Adjusting the COVID-19 non-fatal values by age is quite different in comparison to calculating the values for statistical fatalities. A main reason is that the distribution for COVID-19 cases follows a much different age pattern than in the fatality data. Previous work by the CDC (2020e) on the demographics of COVID-19 victims with tabulations for cases, hospitalizations, and deaths has shown fatalities are much more skewed toward the elderly than some of the other categories, particularly in comparison to the case totals (see Fig. 3 for details). For example, the number of cases is largely concentrated among the middle-aged portion of the U.S. population with 65% of the cases confirmed among the 20–59 age group (CDC 2020e). This is in stark contrast with the fatality data which shows 81% of the fatalities occurring among those aged 65 and above (Robinson et al. 2020). Hospitalizations are skewed more heavily toward the elderly in comparison to the number of cases. The CDC ( 2020e) data show that about 60% of the hospitalizations take place among the 60+ age group. In short, it is possible that adjusting the non-fatal valuations by age will bring down the values, but it would be a much smaller adjustment in comparison to the adjusted values in the regular COVID-19 VSL literature.

Fig. 3

Age Distribution for Laboratory Confirmed Cases and Hospitalizations. Panel A: Cases by Age Group, Panel B: Hospitalizations by Age Group. Notes: Data taken from Coronavirus Disease 2019 Case Surveillance. United States, January 22–May 30, 2020. CDC Morbidity and Mortality Weekly Report. Available at:

As a sensitivity analysis, we apply the age adjustment ratios (60% discount for the VSLY method and 20% for the inverse-U method) in Robinson et al. (2020) to the hospitalization values in Panel B in Table 2. While we adjust the hospitalization values for age, we assume the asymptomatic case values and symptomatic case values with no hospitalization remain the same (because the categories are not skewed toward the elderly). We find overall valuations in Table 2 decrease from $2.2 trillion to $1.6 trillion (about a 30% decrease) when using the VSLY method and fall to about $2 trillion (about a 10% decrease) when using the inverse-U method. Applying the age adjustment ratio from Greenstone and Nigam (2020) similarly decreases the overall non-fatal valuation from about $2.2 trillion to about $1.5 trillion (a 30% decrease).

Income adjustment

Another factor that might alter the estimates would be applying a value adjustment based on wealth or income status. Recent data suggests COVID-19 has disproportionality impacted lower income class families in comparison to higher income families across the United States (CMS 2020). Lower incomes generally translate into lower willingness to pay values in relation to preventing fatal and non-fatal injuries.
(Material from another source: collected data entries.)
impl<P: Platform> ProcTable<P> {
    // ========================================================================
    // Creation
    // ========================================================================

    /// Allocate a descriptor with a fresh pid, kernel stack, trap frame and
    /// user address space ("allocproc").
    ///
    /// Returns it locked and `Used`. On failure everything acquired so far
    /// is released and the slot goes back to the pool.
    pub(crate) fn create_process(&'static self) -> Result<&'static Proc<P>> {
        let p = self.pool.allocate(&self.machine)?;
        p.set_pid(self.alloc_pid());
        self.pids.add(p);
        p.set_state(ProcState::Used);

        if let Err(e) = self.attach_resources(p) {
            log::warn!("proc: creating pid {} failed: {}", p.pid(), e);
            self.discard(p);
            return Err(e);
        }
        log::debug!("proc: created pid {} in slot {}", p.pid(), p.slot().index());
        Ok(p)
    }

    fn attach_resources(&'static self, p: &Proc<P>) -> Result<()> {
        let platform = self.platform();
        let data = unsafe { &mut *p.data() };

        let kstack = platform.alloc_page().ok_or(Error::OutOfMemory)?;
        data.kstack = Some(kstack);

        let tf = platform.alloc_page().ok_or(Error::OutOfMemory)?.cast::<TrapFrame>();
        unsafe { tf.as_ptr().write(TrapFrame::default()) };
        data.trapframe = Some(tf);

        let mut space = platform.create_address_space().ok_or(Error::OutOfMemory)?;
        if let Err(e) = platform.map_pages(
            &mut space,
            TRAMPOLINE,
            PAGE_SIZE,
            platform.trampoline(),
            PteFlags::R | PteFlags::X,
        ) {
            platform.destroy_address_space(space, 0);
            return Err(e);
        }
        if let Err(e) = platform.map_pages(
            &mut space,
            TRAPFRAME,
            PAGE_SIZE,
            PhysAddr::from_ptr(tf.as_ptr()),
            PteFlags::R | PteFlags::W,
        ) {
            platform.unmap_pages(&mut space, TRAMPOLINE, 1, false);
            platform.destroy_address_space(space, 0);
            return Err(e);
        }
        data.space = Some(space);

        // Start at forkret on top of the new kernel stack.
        let entry: ContextEntry = forkret::<P>;
        data.context = Context::default();
        platform.prepare_context(
            &mut data.context,
            kstack.as_ptr() as usize + PAGE_SIZE,
            entry,
            self as *const Self as usize,
        );
        Ok(())
    }

    /// Undo `create_process` for a descriptor that is still locked and
    /// unreachable from any child list or ready queue
    fn discard(&self, p: &Proc<P>) {
        let m = &self.machine;
        self.pids.remove(p);
        self.pool.release(m, p);
        p.lock.release(m);
        self.pool.recycle(m, p.slot());
    }

    fn forkret(&self) -> ! {
        let Some(p) = self.myproc() else {
            panic!("forkret: no process");
        };
        // Still holding p.lock from the scheduler.
        p.lock.release(&self.machine);

        // File system initialization must run in the context of a regular
        // process because it may sleep. Later arrivals do not wait for it.
        if !self.fs_started.swap(true, Ordering::AcqRel) {
            self.platform().init_fs();
        }

        let Some(tf) = p.trapframe() else {
            panic!("forkret: no trapframe");
        };
        unsafe { self.platform().return_to_user(tf) }
    }

    /// Set up the first user process running `image` ("userinit")
    pub fn create_first_process(&'static self, image: &[u8]) -> Result<Pid> {
        if self.init.is_completed() {
            return Err(Error::InvalidArgument("first process already created"));
        }
        if image.len() > PAGE_SIZE {
            return Err(Error::InvalidArgument("initcode larger than a page"));
        }
        let m = &self.machine;
        let platform = self.platform();
        let p = self.create_process()?;
        let data = unsafe { &mut *p.data() };

        let loaded = match data.space.as_mut() {
            Some(space) => platform.map_first_segment(space, image),
            None => Err(Error::OutOfMemory),
        };
        if let Err(e) = loaded {
            self.discard(p);
            return Err(e);
        }
        p.set_size(PAGE_SIZE);

        // User program counter and stack pointer.
        if let Some(tf) = data.trapframe {
            let tf = unsafe { &mut *tf.as_ptr() };
            tf.epc = 0;
            tf.sp = PAGE_SIZE as u64;
        }
        let _ = data.name.push_str("initcode");
        data.cwd = platform.root_inode();

        self.init.call_once(|| p.slot());
        p.set_state(ProcState::Runnable);
        self.queues.enqueue(m, &self.pool, p);
        let pid = p.pid();
        p.lock.release(m);

        log::info!("proc: init process created (pid={})", pid);
        Ok(pid)
    }

    // ========================================================================
    // fork / exit / wait
    // ========================================================================

    /// Create a child that is a copy of the current process, returning the
    /// child's pid. The child sees 0 as the result of the same call.
    pub fn fork(&'static self) -> Result<Pid> {
        let m = &self.machine;
        let platform = self.platform();
        let p = self.myproc().ok_or(Error::NoProcess)?;
        let np = self.create_process()?;

        let pd = unsafe { &*p.data() };
        let nd = unsafe { &mut *np.data() };
        let (Some(src), Some(dst)) = (pd.space.as_ref(), nd.space.as_mut()) else {
            panic!("fork: missing address space");
        };
        // Copy user memory from parent to child.
        if let Err(e) = platform.copy_address_space(src, dst, p.size()) {
            log::warn!("proc: fork of pid {} failed: {}", p.pid(), e);
            self.discard(np);
            return Err(e);
        }
        np.set_size(p.size());

        // Copy saved user registers; fork returns 0 in the child.
        if let (Some(ptf), Some(ntf)) = (pd.trapframe, nd.trapframe) {
            unsafe {
                ntf.as_ptr().write(ptf.as_ptr().read());
                (*ntf.as_ptr()).a0 = 0;
            }
        }

        // Increment reference counts on open file descriptors.
        for (src, dst) in pd.ofile.iter().zip(nd.ofile.iter_mut()) {
            *dst = src.as_ref().map(|f| platform.dup_file(f));
        }
        nd.cwd = pd.cwd.as_ref().map(|c| platform.dup_inode(c));
        nd.name = pd.name.clone();

        let pid = np.pid();
        np.lock.release(m);

        self.wait_lock.acquire(m);
        unsafe {
            let pf = &mut *p.family();
            let nf = &mut *np.family();
            nf.parent = Some(p.slot());
            nf.next_sibling = pf.first_child;
            pf.first_child = Some(np.slot());
        }
        self.wait_lock.release(m);

        np.lock.acquire(m);
        np.set_state(ProcState::Runnable);
        self.queues.enqueue(m, &self.pool, np);
        np.lock.release(m);

        log::debug!("proc: pid {} forked pid {}", p.pid(), pid);
        Ok(pid)
    }

    /// Hand `p`'s children to init. Caller holds `wait_lock`.
    fn reparent(&self, p: &Proc<P>) {
        let m = &self.machine;
        let family = unsafe { &mut *p.family() };
        let Some(first) = family.first_child.take() else {
            return;
        };
        let Some(init) = self.init_proc() else {
            panic!("reparent: no init process");
        };

        let mut last = None;
        let mut cur = Some(first);
        while let Some(slot) = cur {
            let Some(c) = self.pool.get(m, slot) else {
                panic!("reparent: stale child slot {}", slot.index());
            };
            let cf = unsafe { &mut *c.family() };
            c.lock.acquire(m);
            cf.parent = Some(init.slot());
            c.lock.release(m);
            cur = cf.next_sibling;
            last = Some(c);
        }

        // Splice the whole list onto the front of init's children.
        if let Some(last) = last {
            unsafe {
                let init_family = &mut *init.family();
                (*last.family()).next_sibling = init_family.first_child;
                init_family.first_child = Some(first);
            }
        }
        log::debug!("proc: pid {} orphans adopted by init", p.pid());
        self.wakeup(WaitChannel::of(init));
    }

    /// Exit the current process. Does not return.
    ///
    /// The process stays a zombie until its parent calls `wait`.
    pub fn exit(&self, status: i32) -> ! {
        let m = &self.machine;
        let platform = self.platform();
        let Some(p) = self.myproc() else {
            panic!("exit: no process");
        };
        if self.init.get() == Some(&p.slot()) {
            panic!("init exiting");
        }

        // Close all open files.
        let data = unsafe { &mut *p.data() };
        for file in data.ofile.iter_mut() {
            if let Some(f) = file.take() {
                platform.close_file(f);
            }
        }
        platform.begin_op();
        if let Some(cwd) = data.cwd.take() {
            platform.put_inode(cwd);
        }
        platform.end_op();

        self.wait_lock.acquire(m);

        // Give any children to init.
        self.reparent(p);

        // Parent might be sleeping in wait().
        let parent = unsafe { (*p.family()).parent }.and_then(|s| self.pool.get(m, s));
        if let Some(parent) = parent {
            self.wakeup(WaitChannel::of(parent));
        }

        p.lock.acquire(m);
        p.set_xstate(status);
        p.set_state(ProcState::Zombie);
        log::debug!("proc: pid {} exited with status {}", p.pid(), status);

        self.wait_lock.release(m);

        // Jump into the scheduler, never to return.
        self.sched(p);
        panic!("zombie exit");
    }

    /// Wait for a child to exit and return its pid.
    ///
    /// The exit status is copied to user address `addr` when given. Fails
    /// with `NoChildren` when the caller has no children or has been
    /// killed, and with `BadAddress` (leaving the zombie for a retry) when
    /// the status cannot be copied out.
    pub fn wait(&self, addr: Option<usize>) -> Result<Pid> {
        let m = &self.machine;
        let p = self.myproc().ok_or(Error::NoProcess)?;

        self.wait_lock.acquire(m);
        loop {
            // Scan through the list looking for exited children.
            let mut havekids = false;
            let mut prev: Option<&Proc<P>> = None;
            let mut cur = unsafe { (*p.family()).first_child };
            while let Some(slot) = cur {
                let Some(c) = self.pool.get(m, slot) else {
                    panic!("wait: stale child slot {}", slot.index());
                };
                let next = unsafe { (*c.family()).next_sibling };
                c.lock.acquire(m);
                if unsafe { (*c.family()).parent } == Some(p.slot()) {
                    havekids = true;
                    if c.state() == ProcState::Zombie {
                        let pid = c.pid();
                        if let Some(addr) = addr {
                            let status = c.xstate().to_ne_bytes();
                            if let Err(e) = self.copy_out_user(p, addr, &status) {
                                c.lock.release(m);
                                self.wait_lock.release(m);
                                return Err(e);
                            }
                        }
                        unsafe {
                            match prev {
                                Some(prev) => (*prev.family()).next_sibling = next,
                                None => (*p.family()).first_child = next,
                            }
                            (*c.family()).next_sibling = None;
                        }
                        self.pids.remove(c);
                        self.pool.release(m, c);
                        c.lock.release(m);
                        self.pool.recycle(m, c.slot());
                        self.wait_lock.release(m);
                        log::debug!("proc: pid {} reaped pid {}", p.pid(), pid);
                        return Ok(pid);
                    }
                }
                c.lock.release(m);
                prev = Some(c);
                cur = next;
            }

            // No point waiting if we don't have any children.
            if !havekids || p.is_killed() {
                self.wait_lock.release(m);
                return Err(Error::NoChildren);
            }

            // Wait for a child to exit.
            self.sleep(WaitChannel::of(p), &self.wait_lock);
        }
    }

    // ========================================================================
    // Memory
    // ========================================================================

    /// Grow or shrink the current process's user memory by `n` bytes
    pub fn grow_memory(&self, n: isize) -> Result<()> {
        let platform = self.platform();
        let p = self.myproc().ok_or(Error::NoProcess)?;
        let data = unsafe { &mut *p.data() };
        let space = data.space.as_mut().ok_or(Error::NoProcess)?;
        let sz = p.size();
        let new = if n > 0 {
            let target = sz.checked_add(n as usize).ok_or(Error::OutOfMemory)?;
            if target > TRAPFRAME {
                return Err(Error::OutOfMemory);
            }
            platform.grow(space, sz, target, PteFlags::W)?
        } else if n < 0 {
            platform.shrink(space, sz, sz.saturating_sub(n.unsigned_abs()))
        } else {
            sz
        };
        p.set_size(new);
        Ok(())
    }

    fn copy_out_user(&self, p: &Proc<P>, va: usize, src: &[u8]) -> Result<()> {
        if !user_range_ok(p.size(), va, src.len()) {
            return Err(Error::BadAddress);
        }
        let data = unsafe { &mut *p.data() };
        let space = data.space.as_mut().ok_or(Error::BadAddress)?;
        self.platform().copy_out(space, va, src)
    }

    fn copy_in_user(&self, p: &Proc<P>, dst: &mut [u8], va: usize) -> Result<()> {
        if !user_range_ok(p.size(), va, dst.len()) {
            return Err(Error::BadAddress);
        }
        let data = unsafe { &*p.data() };
        let space = data.space.as_ref().ok_or(Error::BadAddress)?;
        self.platform().copy_in(space, dst, va)
    }

    /// Copy `src` to a user address of the current process or to a kernel
    /// buffer ("either_copyout")
    pub fn copy_to_process(&self, dst: CopyDst<'_>, src: &[u8]) -> Result<()> {
        match dst {
            CopyDst::User(va) => {
                let p = self.myproc().ok_or(Error::NoProcess)?;
                self.copy_out_user(p, va, src)
            }
            CopyDst::Kernel(buf) => {
                let dst = buf
                    .get_mut(..src.len())
                    .ok_or(Error::InvalidArgument("destination too small"))?;
                dst.copy_from_slice(src);
                Ok(())
            }
        }
    }

    /// Fill `dst` from a user address of the current process or from a
    /// kernel buffer ("either_copyin")
    pub fn copy_from_process(&self, dst: &mut [u8], src: CopySrc<'_>) -> Result<()> {
        match src {
            CopySrc::User(va) => {
                let p = self.myproc().ok_or(Error::NoProcess)?;
                self.copy_in_user(p, dst, va)
            }
            CopySrc::Kernel(buf) => {
                let src = buf
                    .get(..dst.len())
                    .ok_or(Error::InvalidArgument("source too small"))?;
                dst.copy_from_slice(src);
                Ok(())
            }
        }
    }
}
Although the magnitude of the income effect varies significantly depending upon the data and method used the income elasticity literature has found a 10% decrease in income translates into roughly a 10% decrease in the WTP estimates (Hammitt and Robinson 2011; Lindhjem et al. 2011; Kniesner et al. 2010; Viscusi and Aldy 2003; Viscusi and Masterman 2017a; Viscusi and Masterman 2017b; Masterman and Viscusi 2018). As a reference the guidance from the DOT and HHS recommends using an income elasticity equal to 1.0 for the types of valuations we do here, which closely follows the literature mentioned above (U.S. Department of Transportation 2016; U.S. Department of Health and Human Services 2016).

At the current time, data available on income levels for those impacted by COVID-19 are limited. Thus, we do not provide sensitivity analysis adjustment values for income levels due to the unavailability of the needed income data, which might prove informative in the future. It is likely that the estimates provided in Table 2 would be lower but the magnitude is uncertain given the current data limitations.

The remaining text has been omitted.